Abstract
Patients and Methods: From February 2003 to May 2005, 118 patients with leukemia received URD-HSCT or RD-HSCT at our institution. 43 cases received URD-HSCT and 75 cases received RD-HSCT. The basic conditioning regimens were TBI (total-body irradiation) + CY (CTX) protocol or modified BuCY (hydroxyurea, busulfan, Ara-C and CTX) protocol. Fludarabine, cytosine arabinoside, etoposide and etc. were added to the basic conditioning regimens when treated patients with refractory leukemia or in NR. The 43 patients who were treated with URD-HSCT, included 43 patients matched at 6/6 HLA antigens based on conventional serologic typing methods, 11 at 5/6 HLA antigens, 1 at 4/6 HLA antigens and 1 at 3/6 HLA antigens. Among the 75 patients with RD-HSCT, 69 patients were matched at 6/6 HLA antigens serologically, 6 were matched at 5/6 HLA antigens. The basic protocol GVHD prophylaxis is CsA (cyclosporine) and methotrexate (MTX). Low-dose antithymocytes globulin (ATG) was added to the basic protocol when patients treated with URD-HSCT, and mycophenolate mofetil (MMF) and low-dose ATG added to the basic protocol were used in some patients with URD-HSCT.

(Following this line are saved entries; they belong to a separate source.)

#[cfg(test)]
mod tests {
    use super::*;
    use crate::interface::RecordingInterface;
    use shared::constants::DOG_LOGIN_MANAGER;
    use shared::field_args;
    use shared::protocol::ClientMessage;
    use shared::schema::DISTRIBUTED_SHARD_SERVER;
    use shared::Datagram;
    use tokio::sync::mpsc;

    struct Harness {
        repository: ClientRepository,
        machine: ConnectionStateMachine,
        interface: RecordingInterface,
        sent: mpsc::UnboundedReceiver<Datagram>,
    }

    impl Harness {
        fn new(failure_policy: FailurePolicy) -> Self {
            let config = ClientConfig {
                ca_host: "127.0.0.1".to_string(),
                ca_port: 6667,
                email: Some("guest".to_string()),
                password: Some("guest".to_string()),
                manual_dc_hash: None,
                failure_policy,
            };
            let interface = RecordingInterface::new();
            let mut repository = ClientRepository::new(None).unwrap();
            let mut machine = ConnectionStateMachine::new(config, Box::new(interface.clone()));

            machine.connect(&mut repository).unwrap();
            let (tx, sent) = mpsc::unbounded_channel();
            repository.connect_transport(tx);
            machine.process_events(&mut repository).unwrap();

            Self {
                repository,
                machine,
                interface,
                sent,
            }
        }

        fn deliver(&mut self, message: ClientMessage) {
            let dg = message.encode().unwrap();
            self.repository.handle_datagram(dg.as_bytes()).unwrap();
            self.machine.process_events(&mut self.repository).unwrap();
        }

        fn sent(&mut self) -> Vec<ClientMessage> {
            let mut out = Vec::new();
            while let Ok(dg) = self.sent.try_recv() {
                out.push(ClientMessage::decode(dg.as_bytes()).unwrap());
            }
            out
        }

        fn login_manager(&mut self, field: &str, args: shared::FieldArgs) {
            self.deliver(ClientMessage::ObjectSetField {
                do_id: DOG_LOGIN_MANAGER,
                field: field.to_string(),
                args,
            });
        }

        fn logged_in(failure_policy: FailurePolicy) -> Self {
            let mut harness = Self::new(failure_policy);
            harness.deliver(ClientMessage::HelloResp);
            harness.login_manager("authentication_success", field_args![]);
            harness.sent();
            harness
        }
    }

    fn base_interest() -> ClientMessage {
        ClientMessage::AddInterestMultiple {
            context: 1,
            interest_id: 1,
            parent_id: 4000,
            zones: vec![1],
        }
    }

    fn base_interest_done() -> ClientMessage {
        ClientMessage::DoneInterestResp {
            context: 1,
            interest_id: 1,
        }
    }

    #[test]
    fn test_transport_connect_sends_hello() {
        let mut harness = Harness::new(FailurePolicy::Terminal);
        assert_eq!(harness.machine.state(), &ConnectionState::Connecting);
        assert!(matches!(
            harness.sent().as_slice(),
            [ClientMessage::Hello { .. }]
        ));
        assert!(!harness.machine.heartbeat_active());
    }

    #[test]
    fn test_hello_ack_enters_login_and_authenticates() {
        let mut harness = Harness::new(FailurePolicy::Terminal);
        harness.sent();
        harness.deliver(ClientMessage::HelloResp);

        assert_eq!(harness.machine.state(), &ConnectionState::Login);
        assert!(harness.machine.heartbeat_active());
        assert!(harness.repository.objects().contains(DOG_LOGIN_MANAGER));
        assert_eq!(
            harness.sent(),
            vec![ClientMessage::ObjectSetField {
                do_id: DOG_LOGIN_MANAGER,
                field: "login_with_email".to_string(),
                args: field_args!["guest", "guest"],
            }]
        );
    }

    #[test]
    fn test_auth_failure_stays_in_login_and_allows_retry() {
        let mut harness = Harness::new(FailurePolicy::Terminal);
        harness.deliver(ClientMessage::HelloResp);
        harness.sent();

        harness.login_manager(
            "authentication_failure",
            field_args![100u16, "Invalid email or password"],
        );
        assert_eq!(harness.machine.state(), &ConnectionState::Login);
        assert_eq!(harness.interface.messages().len(), 1);
        assert!(harness.interface.messages()[0].1.contains("100"));

        harness
            .machine
            .retry_login(&mut harness.repository, "guest", "guest")
            .unwrap();
        assert_eq!(harness.sent().len(), 1);

        harness.login_manager("authentication_success", field_args![]);
        assert_eq!(
            harness.machine.state(),
            &ConnectionState::WaitForBaseInterest { armed: false }
        );
    }

    #[test]
    fn test_unrelated_interest_does_not_arm() {
        let mut harness = Harness::logged_in(FailurePolicy::Terminal);
        harness.deliver(ClientMessage::AddInterestMultiple {
            context: 7,
            interest_id: 7,
            parent_id: 4000,
            zones: vec![2],
        });
        harness.deliver(ClientMessage::DoneInterestResp {
            context: 7,
            interest_id: 7,
        });
        assert_eq!(
            harness.machine.state(),
            &ConnectionState::WaitForBaseInterest { armed: false }
        );
    }

    #[test]
    fn test_base_interest_with_shard_chooses_character() {
        let mut harness = Harness::logged_in(FailurePolicy::Terminal);
        harness.deliver(base_interest());
        assert_eq!(
            harness.machine.state(),
            &ConnectionState::WaitForBaseInterest { armed: true }
        );

        harness.deliver(ClientMessage::EnterObjectRequired {
            do_id: 77,
            parent_id: 4000,
            zone_id: 1,
            class_name: DISTRIBUTED_SHARD_SERVER.to_string(),
            required: vec![
                ("set_name".to_string(), field_args!["Hacker Valley"]),
                ("set_available".to_string(), field_args![true]),
            ],
        });
        harness.deliver(base_interest_done());
        assert_eq!(harness.machine.state(), &ConnectionState::ChooseCharacter);
        assert_eq!(harness.repository.shards().active_shard_id(), Some(77));
    }

    #[test]
    fn test_base_interest_without_shards_offers_exit() {
        let mut harness = Harness::logged_in(FailurePolicy::Terminal);
        harness.deliver(base_interest());
        harness.deliver(base_interest_done());

        assert_eq!(harness.machine.state(), &ConnectionState::NoServers);
        assert!(harness.machine.awaiting_dismissal());
        assert_eq!(
            harness.machine.dismiss(&mut harness.repository).unwrap(),
            Directive::Exit
        );
        assert_eq!(harness.machine.state(), &ConnectionState::Exit);
    }

    #[test]
    fn test_eject_then_lost_connection_shows_one_failure() {
        let mut harness = Harness::logged_in(FailurePolicy::Terminal);
        harness.deliver(ClientMessage::Eject {
            code: 122,
            reason: "Bad credentials".to_string(),
        });
        harness.repository.handle_lost_connection();
        harness.machine.process_events(&mut harness.repository).unwrap();

        assert_eq!(
            harness.machine.state(),
            &ConnectionState::ConnectionFailure {
                code: 122,
                reason: "Bad credentials".to_string()
            }
        );
        assert_eq!(harness.interface.messages().len(), 1);
        assert!(!harness.machine.heartbeat_active());
    }

    #[test]
    fn test_send_after_writer_stopped_fails_the_connection() {
        let mut harness = Harness::new(FailurePolicy::Terminal);
        harness.sent.close();

        harness.deliver(ClientMessage::HelloResp);

        assert!(matches!(
            harness.machine.state(),
            ConnectionState::ConnectionFailure {
                code: FAILURE_CODE_LOST_CONNECTION,
                ..
            }
        ));
        assert_eq!(harness.interface.messages().len(), 1);
        assert!(!harness.machine.heartbeat_active());
        assert_eq!(
            harness.machine.dismiss(&mut harness.repository).unwrap(),
            Directive::Exit
        );
    }

    #[test]
    fn test_hello_on_closed_queue_fails_the_connection() {
        let config = ClientConfig {
            ca_host: "127.0.0.1".to_string(),
            ca_port: 6667,
            email: None,
            password: None,
            manual_dc_hash: None,
            failure_policy: FailurePolicy::Terminal,
        };
        let interface = RecordingInterface::new();
        let mut repository = ClientRepository::new(None).unwrap();
        let mut machine = ConnectionStateMachine::new(config, Box::new(interface.clone()));

        machine.connect(&mut repository).unwrap();
        let (tx, rx) = mpsc::unbounded_channel();
        drop(rx);
        repository.connect_transport(tx);

        assert!(machine.process_events(&mut repository).is_ok());
        assert!(matches!(
            machine.state(),
            ConnectionState::ConnectionFailure { code: 2, .. }
        ));
        assert_eq!(interface.messages().len(), 1);
    }

    #[test]
    fn test_heartbeat_only_sent_while_active() {
        let mut harness = Harness::new(FailurePolicy::Terminal);
        harness.sent();

        harness.machine.send_heartbeat(&mut harness.repository).unwrap();
        assert!(harness.sent().is_empty());

        harness.deliver(ClientMessage::HelloResp);
        harness.sent();
        harness.machine.send_heartbeat(&mut harness.repository).unwrap();
        assert_eq!(harness.sent(), vec![ClientMessage::Heartbeat]);

        harness.sent.close();
        harness.machine.send_heartbeat(&mut harness.repository).unwrap();
        assert!(matches!(
            harness.machine.state(),
            ConnectionState::ConnectionFailure { code: 2, .. }
        ));
    }

    #[test]
    fn test_transport_failure_is_code_1() {
        let config = ClientConfig {
            ca_host: "127.0.0.1".to_string(),
            ca_port: 6667,
            email: None,
            password: None,
            manual_dc_hash: None,
            failure_policy: FailurePolicy::Terminal,
        };
        let mut repository = ClientRepository::new(None).unwrap();
        let mut machine = ConnectionStateMachine::new(config, Box::new(RecordingInterface::new()));

        machine.connect(&mut repository).unwrap();
        repository.transport_failed("connection refused");
        machine.process_events(&mut repository).unwrap();

        assert!(matches!(
            machine.state(),
            ConnectionState::ConnectionFailure { code: 1, .. }
        ));
        assert_eq!(machine.dismiss(&mut repository).unwrap(), Directive::Exit);
    }

    #[test]
    fn test_retry_policy_reconnects_until_attempts_run_out() {
        let delay = Duration::from_millis(200);
        let mut harness = Harness::new(FailurePolicy::Retry { attempts: 1, delay });
        harness.repository.handle_lost_connection();
        harness.machine.process_events(&mut harness.repository).unwrap();

        match harness.machine.dismiss(&mut harness.repository).unwrap() {
            Directive::Reconnect { delay: actual } => {
                assert!(actual >= delay);
                assert!(actual <= delay + delay / 2);
            }
            other => panic!("expected reconnect, got {:?}", other),
        }
        assert_eq!(harness.machine.state(), &ConnectionState::Disconnected);
        assert_eq!(harness.machine.reconnect_attempts(), 1);

        assert!(matches!(
            harness.machine.connect(&mut harness.repository).unwrap(),
            Directive::Connect { .. }
        ));
        harness.repository.transport_failed("connection refused");
        harness.machine.process_events(&mut harness.repository).unwrap();
        assert_eq!(
            harness.machine.dismiss(&mut harness.repository).unwrap(),
            Directive::Exit
        );
    }

    #[test]
    fn test_hello_ack_resets_reconnect_attempts() {
        let mut harness = Harness::new(FailurePolicy::Retry {
            attempts: 3,
            delay: Duration::from_millis(10),
        });
        harness.repository.handle_lost_connection();
        harness.machine.process_events(&mut harness.repository).unwrap();
        harness.machine.dismiss(&mut harness.repository).unwrap();
        assert_eq!(harness.machine.reconnect_attempts(), 1);

        harness.machine.connect(&mut harness.repository).unwrap();
        let (tx, _rx) = mpsc::unbounded_channel();
        harness.repository.connect_transport(tx);
        harness.deliver(ClientMessage::HelloResp);
        assert_eq!(harness.machine.reconnect_attempts(), 0);
    }
}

Results and Conclusion: The patients treated with URD-HSCT or RD-HSCT have no significant differences in sex, age, disease type and pretransplantation condition. The overall survival was 57.5±0.83% and 58.7±10.5% in patients undergoing URD-HSCT and RD-HSCT, and the 3 year disease-free survival rate was 51.6±8.5% and 49.8±8.3%, respectively. The overall survival and 3 year disease-free survival differed little between unrelated and related transplantation(P>0.05). The relapse rate of leukemia between URD-HSCT and RD-HSCT were 9.3% and 18.8%, respectively, and significant difference was noted (P<0.05). II–IV° acute GVHD (aGVHD) occurred in 58.17% of the patients receiving URD- HSCT and in 33.00% of those with RD-HSCT, especially the incidence of III–IV° severe aGVHD in the two group was 16.0% and 9.0%, respectively, and there were significant differences, too. The mortality caused by GVHD in patients with URD-HSCT was 12.0% and that in RD-HSCT was 9.0%, and it differed little. The incidence of chronic GVHD (cGVHD) in patients who could be followed up after URD-HSCT was 51.15% and that in RD-HSCT was 53.85%, there was no significant difference. The mortality directly caused by infection in the two group was 7% and 4%, respectively, and there was no significant difference. Two patients with URD-HSCT died of venous occlusive disease (VOD), one hemorrhagic cystitis (HC) and one graft rejection, but there was no similar condition in RD-HSCT.